08 October 2021

Annabel Lee Buried Here, and Other Boneyard Myths



I spent two weeks in Charleston, South Carolina, this past summer. That’s not exactly a fun time of year to visit that city. Every morning, we left our hotel needing to walk one measly mile to the library where my wife was doing some research. And every morning, as soon as we left the cool lobby of the hotel behind, I sniffed the outdoor air and thought, “Oh, the humidity isn’t that bad.” Twenty minutes later I was drenched, and desperately needed to wash up and dry off in the library’s air-conditioned bathroom before I could be trusted not to perspire onto the precious documents the archivists were fetching us.

Early in our visit, we noticed the entrance to a cool-looking cemetery just across the street. The Unitarian Church burying ground was accessed through a narrow archway that fronted King Street, Charleston’s high-end shopping drag.


One gray morning, we peeked into the archway. Ahead of us was a long footpath planted with tropical seeming plants. Heavy iron gates on one side hid charming row houses and courtyards. A tall brick wall on the other side.
  

The cemetery was down the lane somewhere, but a torrential storm broke overhead, and we fled the scene, determined to return. We didn’t, because there was always something else to do, because the heat was always miserable, and because the last thing you want to do after a day of research is ruin your eyes reading old gravestones.


The head librarian happened to mention that the cemetery was popular with the city’s haunted walking tour folks. Upon hearing this, my first thought was, “Oh, great.” In my cynical view, when a person with a fondness for history wants to enter a profession where actual facts don’t matter, they become a ghost tour operator.

But curiosity got the better of me. One afternoon near the end of our trip, I couldn’t resist poking around online to see what was special about this particular 244-year-old burying ground. Things I learned at the feet of Professor Google:
  • The woman who inspired Edgar Allan Poe’s poem “Annabel Lee” was buried in this cemetery. Yes! It was the absolute truth! A beautiful and wealthy Southern belle named Anna (see what I did there?) had fallen in love with a soldier early in the 19th century. Her family didn’t approve of the match. The two lovers took to meeting in this very cemetery to smooch and canoodle. And of course she died. Of yellow fever. Or maybe tuberculosis. And her highborn family buried her in this charnel earth. Bereft, the soldier pined away for the rest of his days. Poe heard the tale and turned it into a poem.
  • No! said another website. Anna’s lover was not just any soldier but Edgar Freaking Allan Poe himself! Yes! Eddie had fallen in love with her when he was stationed briefly in nearby Fort Sullivan in 1827. And when his love died, Poe memorialized their love—replete with supulchres and wing├Ęd seraphs of heaven—in the now immortal poem.
  • To mess with Poe’s head, Anna’s father dug six graves but buried her in one of them, so Poe would never know which one enclosed his love.

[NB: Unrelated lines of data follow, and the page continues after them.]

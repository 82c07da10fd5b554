pub mod error;
pub mod incremental;
pub mod params;
//! Standalone winit window hosting one [`FluidBackground`].

use std::sync::Arc;
use std::thread;
use std::time::{Duration, Instant};

use anyhow::{anyhow, Context, Result};
use crossbeam_channel::Receiver;
use tracing::{debug, error, info, warn};
use winit::dpi::PhysicalSize;
use winit::event::{Event, WindowEvent};
use winit::event_loop::{ControlFlow, EventLoopBuilder, EventLoopProxy};
use winit::window::{Window, WindowBuilder};

use crate::backend::GpuError;
use crate::controller::{resolve_artwork, DrawingSurface, FluidBackground};
use crate::gpu::WgpuBackend;
use crate::loader::{ArtworkSource, DefaultArtworkSource};
use crate::types::Mood;

impl DrawingSurface for Arc<Window> {
    fn display_size(&self) -> (f64, f64) {
        let logical = self.inner_size().to_logical::<f64>(self.scale_factor());
        (logical.width, logical.height)
    }

    fn device_pixel_ratio(&self) -> f64 {
        self.scale_factor()
    }

    fn request_frame(&self) {
        self.request_redraw();
    }
}

/// Settings for [`run_preview`].
#[derive(Debug)]
pub struct PreviewConfig {
    pub title: String,
    pub size: (u32, u32),
    pub mood: Mood,
    pub artwork: Option<String>,
    pub fallback: Option<String>,
    pub loader_timeout: Duration,
    /// Later artwork choices; `None` items clear the artwork.
    pub artwork_feed: Option<Receiver<Option<String>>>,
}

impl Default for PreviewConfig {
    fn default() -> Self {
        Self {
            title: String::from("fluidpaper"),
            size: (1280, 720),
            mood: Mood::default(),
            artwork: None,
            fallback: None,
            loader_timeout: Duration::from_secs(10),
            artwork_feed: None,
        }
    }
}

#[derive(Debug, Clone)]
enum PreviewEvent {
    Artwork(Option<String>),
}

/// The caller's current artwork choice, held until a background can take it.
#[derive(Debug, Default)]
struct ArtworkSelection {
    artwork: Option<String>,
    fallback: Option<String>,
    pending: bool,
}

impl ArtworkSelection {
    fn new(artwork: Option<String>, fallback: Option<String>) -> Self {
        Self {
            artwork,
            fallback,
            pending: true,
        }
    }

    fn set_artwork(&mut self, artwork: Option<String>) {
        self.artwork = artwork;
        self.pending = true;
    }

    /// The resolved reference to apply, once per change.
    fn take_pending(&mut self) -> Option<Option<String>> {
        if !std::mem::take(&mut self.pending) {
            return None;
        }
        Some(resolve_artwork(
            self.artwork.as_deref(),
            self.fallback.as_deref(),
        ))
    }
}

/// Opens a window, mounts a background in it and runs until the window closes.
///
/// Returns `Ok(())` without drawing anything when no GPU is available.
pub fn run_preview(config: PreviewConfig) -> Result<()> {
    let PreviewConfig {
        title,
        size,
        mood,
        artwork,
        fallback,
        loader_timeout,
        artwork_feed,
    } = config;

    let event_loop = EventLoopBuilder::<PreviewEvent>::with_user_event()
        .build()
        .map_err(|err| anyhow!("failed to create event loop: {err}"))?;

    let window = WindowBuilder::new()
        .with_title(title)
        .with_inner_size(PhysicalSize::new(size.0.max(1), size.1.max(1)))
        .build(&event_loop)
        .map_err(|err| anyhow!("failed to create preview window: {err}"))?;
    let window = Arc::new(window);

    let source: Arc<dyn ArtworkSource> = Arc::new(
        DefaultArtworkSource::new(loader_timeout).context("failed to build artwork loader")?,
    );

    let physical = window.inner_size();
    let Some(backend) = WgpuBackend::mount(window.as_ref(), (physical.width, physical.height))
    else {
        return Ok(());
    };
    let background = FluidBackground::new(backend, Arc::clone(&window), source, mood)
        .context("failed to initialise fluid background")?;
    let mut background = Some(background);
    info!(width = physical.width, height = physical.height, "fluid background mounted");

    if let Some(feed) = artwork_feed {
        forward_feed(feed, event_loop.create_proxy())?;
    }

    let mut selection = ArtworkSelection::new(artwork, fallback);
    if let (Some(background), Some(target)) = (background.as_mut(), selection.take_pending()) {
        background.update_artwork(target.as_deref());
    }

    event_loop
        .run(move |event, elwt| match event {
            Event::UserEvent(PreviewEvent::Artwork(artwork)) => {
                selection.set_artwork(artwork);
                if let (Some(background), Some(target)) =
                    (background.as_mut(), selection.take_pending())
                {
                    background.update_artwork(target.as_deref());
                }
            }
            Event::WindowEvent { window_id, event } if window_id == window.id() => match event {
                WindowEvent::CloseRequested | WindowEvent::Destroyed => {
                    if let Some(mut background) = background.take() {
                        background.destroy();
                    }
                    elwt.exit();
                }
                WindowEvent::Resized(_) | WindowEvent::ScaleFactorChanged { .. } => {
                    if let Some(background) = background.as_mut() {
                        background.handle_resize();
                    }
                }
                WindowEvent::RedrawRequested => {
                    let Some(active) = background.as_mut() else {
                        return;
                    };
                    match active.render_frame(Instant::now()) {
                        Ok(_) => {}
                        Err(GpuError::SurfaceLost) => active.reconfigure_surface(),
                        Err(GpuError::SurfaceTimeout) => {
                            debug!("surface timeout; retrying next frame");
                        }
                        Err(GpuError::OutOfMemory) => {
                            error!("surface out of memory; closing preview");
                            if let Some(mut background) = background.take() {
                                background.destroy();
                            }
                            elwt.exit();
                        }
                        Err(err) => warn!("frame failed: {err}; retrying next frame"),
                    }
                }
                _ => {}
            },
            Event::AboutToWait => elwt.set_control_flow(ControlFlow::Wait),
            _ => {}
        })
        .map_err(|err| anyhow!("window event loop error: {err}"))
}

/// Pumps artwork choices from `feed` into the event loop until either side closes.
fn forward_feed(feed: Receiver<Option<String>>, proxy: EventLoopProxy<PreviewEvent>) -> Result<()> {
    thread::Builder::new()
        .name("fluid-feed".into())
        .spawn(move || {
            for artwork in feed.iter() {
                if proxy.send_event(PreviewEvent::Artwork(artwork)).is_err() {
                    break;
                }
            }
            debug!("artwork feed closed");
        })
        .map(|_| ())
        .map_err(|err| anyhow!("failed to spawn artwork feed thread: {err}"))
}
use std::fmt;
use std::path::Path;
use std::time::Duration;

use serde::de::{self, Deserializer};
use serde::{Deserialize, Serialize, Serializer};

#[derive(Debug, thiserror::Error)]
pub enum ConfigError {
    #[error("failed to read {path}: {source}")]
    Io {
        path: String,
        #[source]
        source: std::io::Error,
    },
    #[error("failed to parse configuration: {0}")]
    Parse(#[from] toml::de::Error),
    #[error("invalid configuration: {0}")]
    Invalid(String),
}

/// Top-level `fluidpaper` configuration file.
#[derive(Debug, Clone, PartialEq, Deserialize, Serialize)]
#[serde(deny_unknown_fields)]
pub struct BackgroundConfig {
    pub version: u32,
    /// Artwork shown whenever no explicit artwork is supplied.
    #[serde(default, skip_serializing_if = "Option::is_none")]
    pub fallback: Option<String>,
    #[serde(default)]
    pub mood: MoodSettings,
    #[serde(default)]
    pub loader: LoaderSettings,
    #[serde(default)]
    pub window: WindowSettings,
}

/// Animation parameters. Defaults match the renderer's built-in mood.
#[derive(Debug, Clone, Copy, PartialEq, Deserialize, Serialize)]
#[serde(default, deny_unknown_fields)]
pub struct MoodSettings {
    pub flow: f32,
    pub volume: f32,
    pub zoom: f32,
    pub noise: f32,
}

impl Default for MoodSettings {
    fn default() -> Self {
        Self {
            flow: 3.0,
            volume: 0.6,
            zoom: 1.0,
            noise: 0.0,
        }
    }
}

#[derive(Debug, Clone, Copy, PartialEq, Deserialize, Serialize)]
#[serde(default, deny_unknown_fields)]
pub struct LoaderSettings {
    /// Upper bound for one artwork download.
    #[serde(
        deserialize_with = "deserialize_duration",
        serialize_with = "serialize_duration"
    )]
    pub timeout: Duration,
}

impl Default for LoaderSettings {
    fn default() -> Self {
        Self {
            timeout: default_timeout(),
        }
    }
}

#[derive(Debug, Clone, PartialEq, Deserialize, Serialize)]
#[serde(default, deny_unknown_fields)]
pub struct WindowSettings {
    pub width: u32,
    pub height: u32,
    pub title: String,
}

impl Default for WindowSettings {
    fn default() -> Self {
        Self {
            width: 1280,
            height: 720,
            title: String::from("fluidpaper"),
        }
    }
}

impl Default for BackgroundConfig {
    fn default() -> Self {
        Self {
            version: 1,
            fallback: None,
            mood: MoodSettings::default(),
            loader: LoaderSettings::default(),
            window: WindowSettings::default(),
        }
    }
}

fn default_timeout() -> Duration {
    Duration::from_secs(10)
}

fn deserialize_duration<'de, D>(deserializer: D) -> Result<Duration, D::Error>
where
    D: Deserializer<'de>,
{
    struct Visitor;
    impl<'de> de::Visitor<'de> for Visitor {
        type Value = Duration;

        fn expecting(&self, formatter: &mut fmt::Formatter<'_>) -> fmt::Result {
            formatter.write_str("a duration as number of seconds or human-readable string")
        }

        fn visit_str<E>(self, v: &str) -> Result<Self::Value, E>
        where
            E: de::Error,
        {
            humantime::parse_duration(v)
                .map_err(|err| E::custom(format!("invalid duration '{v}': {err}")))
        }

        fn visit_u64<E>(self, v: u64) -> Result<Self::Value, E>
        where
            E: de::Error,
        {
            Ok(Duration::from_secs(v))
        }

        fn visit_i64<E>(self, v: i64) -> Result<Self::Value, E>
        where
            E: de::Error,
        {
            u64::try_from(v)
                .map(Duration::from_secs)
                .map_err(|_| E::custom("duration must be non-negative"))
        }

        fn visit_f64<E>(self, v: f64) -> Result<Self::Value, E>
        where
            E: de::Error,
        {
            Duration::try_from_secs_f64(v)
                .map_err(|err| E::custom(format!("invalid duration {v}: {err}")))
        }
    }

    deserializer.deserialize_any(Visitor)
}

fn serialize_duration<S>(duration: &Duration, serializer: S) -> Result<S::Ok, S::Error>
where
    S: Serializer,
{
    serializer.serialize_str(&humantime::format_duration(*duration).to_string())
}

impl BackgroundConfig {
    pub fn from_toml_str(input: &str) -> Result<Self, ConfigError> {
        let raw: BackgroundConfig = toml::from_str(input)?;
        raw.validate()?;
        Ok(raw)
    }

    pub fn load(path: &Path) -> Result<Self, ConfigError> {
        let input = std::fs::read_to_string(path).map_err(|source| ConfigError::Io {
            path: path.display().to_string(),
            source,
        })?;
        Self::from_toml_str(&input)
    }

    pub fn validate(&self) -> Result<(), ConfigError> {
        if self.version != 1 {
            return Err(ConfigError::Invalid(format!(
                "unsupported config version {}; expected 1",
                self.version
            )));
        }

        self.mood.validate()?;

        if self.loader.timeout.is_zero() {
            return Err(ConfigError::Invalid(
                "loader.timeout must be greater than zero".into(),
            ));
        }

        if self.window.width == 0 || self.window.height == 0 {
            return Err(ConfigError::Invalid(format!(
                "window size {}x{} must be non-zero",
                self.window.width, self.window.height
            )));
        }

        if let Some(fallback) = &self.fallback {
            if fallback.trim().is_empty() {
                return Err(ConfigError::Invalid(
                    "fallback may not be empty; omit it instead".into(),
                ));
            }
        }

        Ok(())
    }
}

impl MoodSettings {
    pub fn validate(&self) -> Result<(), ConfigError> {
        for (name, value) in [
            ("flow", self.flow),
            ("volume", self.volume),
            ("zoom", self.zoom),
            ("noise", self.noise),
        ] {
            if !value.is_finite() {
                return Err(ConfigError::Invalid(format!(
                    "mood.{name} must be a finite number"
                )));
            }
        }

        if !(0.0..=1.0).contains(&self.zoom) {
            return Err(ConfigError::Invalid(format!(
                "mood.zoom must be within [0, 1], got {}",
                self.zoom
            )));
        }
        if self.volume < 0.0 {
            return Err(ConfigError::Invalid("mood.volume must be >= 0".into()));
        }
        if self.noise < 0.0 {
            return Err(ConfigError::Invalid("mood.noise must be >= 0".into()));
        }

        Ok(())
    }
}

/// Parses a `WIDTHxHEIGHT` size such as `1920x1080`.
pub fn parse_size(raw: &str) -> Result<(u32, u32), ConfigError> {
    let invalid = || ConfigError::Invalid(format!("invalid size '{raw}'; expected WIDTHxHEIGHT"));
    let (width, height) = raw
        .trim()
        .split_once(['x', 'X'])
        .ok_or_else(invalid)?;
    let width: u32 = width.trim().parse().map_err(|_| invalid())?;
    let height: u32 = height.trim().parse().map_err(|_| invalid())?;
    if width == 0 || height == 0 {
        return Err(invalid());
    }
    Ok((width, height))
}
impl<B: RenderBackend, S: DrawingSurface> FluidBackground<B, S> {
    /// Compiles the program and allocates the quad and fallback texture.
    ///
    /// Anything allocated before a failure is released again before the
    /// error is returned.
    pub fn new(
        mut backend: B,
        surface: S,
        source: Arc<dyn ArtworkSource>,
        mood: Mood,
    ) -> Result<Self, BackgroundError> {
        let program = backend
            .create_program(VERTEX_SHADER, FRAGMENT_SHADER)
            .map_err(BackgroundError::Program)?;

        let quad = match backend.create_quad(&QUAD_VERTICES) {
            Ok(quad) => quad,
            Err(err) => {
                backend.delete_program(program);
                return Err(BackgroundError::Resources(err));
            }
        };

        let uniforms = UniformLocations::resolve(&backend, program);
        let state = match RenderState::new(&mut backend, mood, Instant::now()) {
            Ok(state) => state,
            Err(err) => {
                backend.delete_buffer(quad);
                backend.delete_program(program);
                return Err(BackgroundError::Resources(err));
            }
        };

        let (results_tx, results_rx) = unbounded();
        let backing_target = backend.backing_size();
        let mut background = Self {
            backend,
            surface,
            source,
            program,
            quad,
            uniforms,
            state: Some(state),
            phase: LoopPhase::Uninitialized,
            frame_pending: false,
            frames_drawn: 0,
            backing_target,
            requests: ArtworkRequests::default(),
            results_tx,
            results_rx: Some(results_rx),
        };
        background.start();
        Ok(background)
    }

    fn start(&mut self) {
        debug_assert_eq!(self.phase, LoopPhase::Uninitialized);
        self.phase = LoopPhase::Running;
        self.sync_backing_size();
        self.schedule_frame();
        debug!(size = ?self.backend.backing_size(), "fluid background running");
    }

    pub fn phase(&self) -> LoopPhase {
        self.phase
    }

    /// Render state, gone once the background is destroyed.
    pub fn state(&self) -> Option<&RenderState> {
        self.state.as_ref()
    }

    pub fn backend(&self) -> &B {
        &self.backend
    }

    pub fn frames_drawn(&self) -> u64 {
        self.frames_drawn
    }

    pub fn frame_pending(&self) -> bool {
        self.frame_pending
    }

    /// Draws one frame and schedules the next.
    ///
    /// A backend error still schedules the next frame so the caller can
    /// recover (for example by reconfiguring a lost surface) and retry.
    pub fn render_frame(&mut self, now: Instant) -> Result<FrameStatus, GpuError> {
        if self.phase != LoopPhase::Running {
            trace!(phase = ?self.phase, "frame callback ignored");
            return Ok(FrameStatus::Stopped);
        }
        self.frame_pending = false;

        self.poll_artwork();
        self.sync_backing_size();

        let Some(state) = self.state.as_ref() else {
            return Ok(FrameStatus::Stopped);
        };
        state.push_uniforms(&mut self.backend, &self.uniforms, now);
        if let Some(location) = self.uniforms.resolution {
            let (width, height) = self.backend.backing_size();
            self.backend
                .set_uniform(location, UniformValue::Vec2([width as f32, height as f32]));
        }

        let frame = FrameDraw {
            program: self.program,
            quad: self.quad,
            texture: state.active_texture(),
            vertex_count: QUAD_VERTICES.len() as u32,
            clear_color: CLEAR_COLOR,
        };
        let drawn = self.backend.draw_frame(&frame);
        self.schedule_frame();
        drawn?;

        self.frames_drawn += 1;
        Ok(FrameStatus::Drawn)
    }

    /// Starts loading `artwork`, replacing any load still in flight.
    ///
    /// `None` or a blank reference switches back to the fallback texture
    /// immediately without touching the loader.
    pub fn update_artwork(&mut self, artwork: Option<&str>) {
        if self.phase == LoopPhase::Destroyed {
            debug!("artwork update after destroy ignored");
            return;
        }

        let request = self.requests.issue();
        let reference = match artwork.map(str::trim) {
            Some(reference) if !reference.is_empty() => reference.to_owned(),
            _ => {
                debug!(?request, "artwork cleared");
                self.reset_artwork();
                return;
            }
        };

        debug!(?request, artwork = %reference, "loading artwork");
        if let Err(err) = spawn_load(
            Arc::clone(&self.source),
            request,
            reference.clone(),
            self.results_tx.clone(),
        ) {
            warn!(artwork = %reference, error = %err, "failed to start artwork load");
            self.reset_artwork();
        }
    }

    /// Applies every finished artwork load. Returns how many were received.
    pub fn poll_artwork(&mut self) -> usize {
        let Some(results) = self.results_rx.as_ref() else {
            return 0;
        };
        let finished: Vec<ArtworkResult> = results.try_iter().collect();
        let received = finished.len();
        for result in finished {
            self.apply_result(result);
        }
        received
    }

    /// Updates flow, volume, zoom and noise from the next frame on.
    pub fn set_mood(&mut self, mood: Mood) {
        if let Some(state) = self.state.as_mut() {
            state.mood = mood;
        }
    }

    /// Re-reads the surface size right away instead of waiting for the next frame.
    pub fn handle_resize(&mut self) {
        if self.phase == LoopPhase::Running {
            self.sync_backing_size();
        }
    }

    /// Reallocates the backing store at its current size after the platform
    /// reported it lost or outdated.
    pub fn reconfigure_surface(&mut self) {
        if self.phase == LoopPhase::Running {
            let (width, height) = self.backend.backing_size();
            debug!(width, height, "reconfiguring surface");
            self.backend.resize_backing(width, height);
        }
    }

    /// Stops the loop and releases every GPU object the background owns.
    /// Calling it again does nothing.
    pub fn destroy(&mut self) {
        if self.phase == LoopPhase::Destroyed {
            return;
        }
        self.phase = LoopPhase::Destroyed;
        self.frame_pending = false;
        // Workers still running find a closed channel.
        self.results_rx = None;

        if let Some(state) = self.state.take() {
            state.release(&mut self.backend);
        }
        self.backend.delete_buffer(self.quad);
        self.backend.delete_program(self.program);
        debug!(frames = self.frames_drawn, "fluid background destroyed");
    }

    fn schedule_frame(&mut self) {
        if self.phase != LoopPhase::Running || self.frame_pending {
            return;
        }
        self.frame_pending = true;
        self.surface.request_frame();
    }

    fn sync_backing_size(&mut self) {
        let target = backing_size_for(
            self.surface.display_size(),
            self.surface.device_pixel_ratio(),
        );
        if self.backing_target != target {
            trace!(width = target.0, height = target.1, "resizing backing store");
            self.backing_target = target;
            self.backend.resize_backing(target.0, target.1);
        }
    }

    fn apply_result(&mut self, result: ArtworkResult) {
        let ArtworkResult {
            request,
            reference,
            outcome,
        } = result;
        if self.phase == LoopPhase::Destroyed {
            return;
        }
        let current = self.requests.is_current(request);

        match outcome {
            Err(err) => {
                warn!(artwork = %reference, error = %err, "failed to load artwork");
                if current {
                    self.reset_artwork();
                }
            }
            Ok(_) if !current => {
                debug!(?request, artwork = %reference, "dropping stale artwork");
            }
            Ok(None) => {
                debug!(artwork = %reference, "artwork has no pixels; using fallback");
                self.reset_artwork();
            }
            Ok(Some(prepared)) => self.install_artwork(&reference, prepared),
        }
    }

    fn install_artwork(&mut self, reference: &str, prepared: PreparedArtwork) {
        let Some(state) = self.state.as_mut() else {
            return;
        };
        match create_cover_texture(&mut self.backend, &prepared.cover) {
            Ok(texture) => {
                state.install_texture(&mut self.backend, texture);
                if let Some(palette) = prepared.palette.as_ref() {
                    state.set_palette(palette);
                }
                debug!(artwork = %reference, crop = ?prepared.crop, ?texture, "artwork installed");
            }
            Err(err) => {
                warn!(artwork = %reference, error = %err, "failed to upload artwork; keeping current texture");
            }
        }
    }

    fn reset_artwork(&mut self) {
        if let Some(state) = self.state.as_mut() {
            state.reset_to_default(&mut self.backend);
        }
    }

    /// Blocks until one artwork result arrives and applies it.
    #[cfg(test)]
    pub(crate) fn wait_for_artwork(&mut self, timeout: std::time::Duration) -> bool {
        let Some(results) = self.results_rx.as_ref() else {
            return false;
        };
        match results.recv_timeout(timeout) {
            Ok(result) => {
                self.apply_result(result);
                true
            }
            Err(_) => false,
        }
    }
}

Pick a grave, Edgar, any grave...

  • Anna’s powerful father had Poe reassigned so he’d leave South Carolina forever.
  • On certain nights, when the light, moon, humidity, and depth of the pockets of visiting tourists are just right, the ghost of Annabel Lee wanders the cemetery dressed in—what else?—a white dress.

Nearly everything I read online was nonsense, and has been carefully debunked by others. Just as an example: the woman everyone claims was Poe’s lover, Anna Ravenel, isn’t buried in this graveyard or anywhere else, because she didn’t exist. Also, would a lovesick Poe have waited 20 years after he doffed his military uniform to write a tribute to a real woman? (“Annabel Lee,” his last poem, was published in 1849, the same year he died.) And though plenty of people like to imagine Poe wandering the streets of Charleston, one wonders if he would have had the time, cash, and ability to travel from Sullivan’s Island to downtown Charleston to canoodle. (It’s an 11-mile trip by car today, 4.5 miles by boat and foot across Charleston Harbor.) But myth is everything when you’re dealing with Poe. His legend exudes ’em the way fresh tombs ooze ichor.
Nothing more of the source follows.